On paper, Zun Zun Egui are impossible to define. Try to explain their sound to a prospective listener and the sentence almost inevitably becomes tangled between brain and mouth. This evening their impact is dented a little by slightly muddy sound, at least from where I’m stood, but it does little to diminish their furious energy. Zun Zun’s frequent brilliance is hard to pin down, but partly lies in the tension between frontman Kushal’s glottal yelps and keyboardist Yoshino’s sweet, breathy vocals. Their interplay provides a consistency that allows the band space to snap seamlessly between spazzy blasts of guitar and four-to-the-floor tropical funk. Without that anchor – and indeed, without their drummer’s impressive chops – their music would run the risk of heading off in a hundred different directions all at once. Perhaps that’s a part of the appeal.
The small stage is crowded to capacity by the time Arnold De Boer introduces The Ex with a grin and a slightly sarcastic opening gambit; “This is our first show”. Even before the first note is struck Brass Unbound cut a daunting figure across half of the stage, an opposing line of trumpet, trombone and sax seemingly as prepared for war as for celebration. Once they hit full pelt the military analogy becomes even more appropriate. For a ‘first show’, the entire unit operates with an almost psychic level of precision, shifting seamlessly from furious punk thrash through sudden bursts of spaghetti Western melodrama and low-slung Afrobeat. Yet it would be wrong to call it clinical, or surgical – there’s an anarchic energy to the entire affair that seems to teeter on the edge of collapse throughout, only held together by The Ex’s shared experience and each horn player’s virtuosity.

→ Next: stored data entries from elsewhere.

//! PDF assembly: slices one tall snapshot across A4 pages.
//!
//! The snapshot is scaled to the page width. Page 1 places it at vertical
//! position 0; every further page places the same snapshot `page_height`
//! higher (`position -= page_height`) until the remaining height is covered,
//! so each page shows the next band. The page's media box clips the rest.

use chrono::{Datelike, Timelike, Utc};
use pdf_writer::{Content, Date, Finish, Name, Pdf, Rect, Ref, TextStr};
use tracing::debug;

use crate::export::rasterizer::{Snapshot, BOLD_FONT, REGULAR_FONT};
use crate::export::ExportError;
use crate::layout::page::{mm_to_pt, A4_HEIGHT_MM, A4_WIDTH_MM};

/// Upper bound on exported pages.
pub const MAX_PAGES: usize = 100;


const SNAPSHOT_XOBJECT: Name<'static> = Name(b"Snap");

/// Vertical positions (mm from the page top, y down) at which the snapshot is
/// placed on each successive page. Always at least one entry.
///
/// A remainder no taller than `tolerance` does not start a new page. Pass the
/// height of one snapshot pixel so that rounding the page to whole CSS pixels
/// cannot spill a sliver onto an extra page.
pub fn slice_positions(image_height: f32, page_height: f32, tolerance: f32) -> Vec<f32> {
    let mut positions = vec![0.0_f32];
    if !page_height.is_finite() || page_height <= 0.0 || !image_height.is_finite() {
        return positions;
    }
    let tolerance = if tolerance.is_finite() { tolerance.max(0.0) } else { 0.0 };

    let mut position = 0.0_f32;
    let mut height_left = image_height - page_height;
    while height_left > tolerance {
        position -= page_height;
        positions.push(position);
        height_left -= page_height;
    }
    positions
}

/// Height in mm of one snapshot pixel once the snapshot is scaled to the page width.
fn pixel_size_mm(pixel_width: u32) -> f32 {
    A4_WIDTH_MM / pixel_width.max(1) as f32
}

/// Number of PDF pages a snapshot of this pixel size slices into.
pub fn sliced_page_count(pixel_width: u32, pixel_height: u32) -> usize {
    if pixel_width == 0 {
        return 1;
    }
    let image_height_mm = pixel_height as f32 * A4_WIDTH_MM / pixel_width as f32;
    slice_positions(image_height_mm, A4_HEIGHT_MM, pixel_size_mm(pixel_width)).len()
}

/// Builds the PDF. Returns the file bytes and the page count.
pub fn assemble_pdf(snapshot: &Snapshot, title: &str) -> Result<(Vec<u8>, usize), ExportError> {
    if snapshot.pixel_width == 0 || snapshot.pixel_height == 0 {
        return Err(ExportError::EmptySnapshot {
            width: snapshot.pixel_width,
            height: snapshot.pixel_height,
        });
    }

    let image_width_mm = A4_WIDTH_MM;
    let image_height_mm = snapshot.height_at_width(image_width_mm);
    let positions = slice_positions(
        image_height_mm,
        A4_HEIGHT_MM,
        pixel_size_mm(snapshot.pixel_width),
    );
    if positions.len() > MAX_PAGES {
        return Err(ExportError::TooManyPages {
            pages: positions.len(),
            limit: MAX_PAGES,
        });
    }

    let page_width_pt = mm_to_pt(A4_WIDTH_MM);
    let page_height_pt = mm_to_pt(A4_HEIGHT_MM);
    let image_height_pt = mm_to_pt(image_height_mm);
    let scale_x = page_width_pt / snapshot.css_width;
    let scale_y = image_height_pt / snapshot.css_height;
    if !scale_x.is_finite() || !scale_y.is_finite() {
        return Err(ExportError::Assembly(format!(
            "cannot scale a {}x{} px snapshot onto the page",
            snapshot.css_width, snapshot.css_height
        )));
    }

    let mut next_id = 1;
    let mut alloc = || {
        let id = Ref::new(next_id);
        next_id += 1;
        id
    };
    let catalog_id = alloc();
    let page_tree_id = alloc();
    let regular_font_id = alloc();
    let bold_font_id = alloc();
    let snapshot_id = alloc();
    let info_id = alloc();
    let page_ids: Vec<(Ref, Ref)> = positions.iter().map(|_| (alloc(), alloc())).collect();

    let mut pdf = Pdf::new();
    pdf.catalog(catalog_id).pages(page_tree_id);
    pdf.pages(page_tree_id)
        .kids(page_ids.iter().map(|(page_id, _)| *page_id))
        .count(page_ids.len() as i32);

    pdf.type1_font(regular_font_id)
        .base_font(Name(snapshot.fonts.regular.as_bytes()))
        .encoding_predefined(Name(b"WinAnsiEncoding"));
    pdf.type1_font(bold_font_id)
        .base_font(Name(snapshot.fonts.bold.as_bytes()))
        .encoding_predefined(Name(b"WinAnsiEncoding"));

    {
        let mut form = pdf.form_xobject(snapshot_id, &snapshot.content);
        form.bbox(Rect::new(0.0, 0.0, snapshot.css_width, snapshot.css_height));
        let mut resources = form.resources();
        resources
            .fonts()
            .pair(REGULAR_FONT, regular_font_id)
            .pair(BOLD_FONT, bold_font_id);
        resources.finish();
        form.finish();
    }

    for ((page_id, content_id), position_mm) in page_ids.iter().zip(&positions) {
        // Top of the snapshot sits `position` below the page top; PDF places
        // the form by its bottom-left corner.
        let bottom_pt = page_height_pt - (mm_to_pt(*position_mm) + image_height_pt);

        let mut content = Content::new();
        content.save_state();
        content.transform([scale_x, 0.0, 0.0, scale_y, 0.0, bottom_pt]);
        content.x_object(SNAPSHOT_XOBJECT);
        content.restore_state();
        pdf.stream(*content_id, &content.finish());

        let mut page = pdf.page(*page_id);
        page.media_box(Rect::new(0.0, 0.0, page_width_pt, page_height_pt))
            .parent(page_tree_id)
            .contents(*content_id);
        page.resources()
            .x_objects()
            .pair(SNAPSHOT_XOBJECT, snapshot_id);
        page.finish();
    }

    let now = Utc::now();
    pdf.document_info(info_id)
        .title(TextStr(title))
        .creator(TextStr("Folio"))
        .creation_date(
            Date::new(now.year() as u16)
                .month(now.month() as u8)
                .day(now.day() as u8)
                .hour(now.hour() as u8)
                .minute(now.minute() as u8)
                .second(now.second() as u8),
        );

    let page_count = positions.len();
    let bytes = pdf.finish();
    debug!(
        page_count,
        image_height_mm,
        scale = snapshot.scale,
        bytes = bytes.len(),
        "Assembled PDF"
    );
    Ok((bytes, page_count))
}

And there are points where the bonds do seem to dissolve almost entirely – around halfway through the set everything falls away to a blaze of muddy background noise, structureless until Mats Gustafsson suddenly enters the vacant space with a furious and soulful saxophone figure. Whether it’s entirely planned or entirely improvised – or somewhere in the middle – it’s impossible to say, but it hardly matters. This is punk as it should be – a bold declaration, a drawing of the battle lines that gleefully manages to walk the tightrope between happy irreverence and deadly seriousness. I could have listened for hours.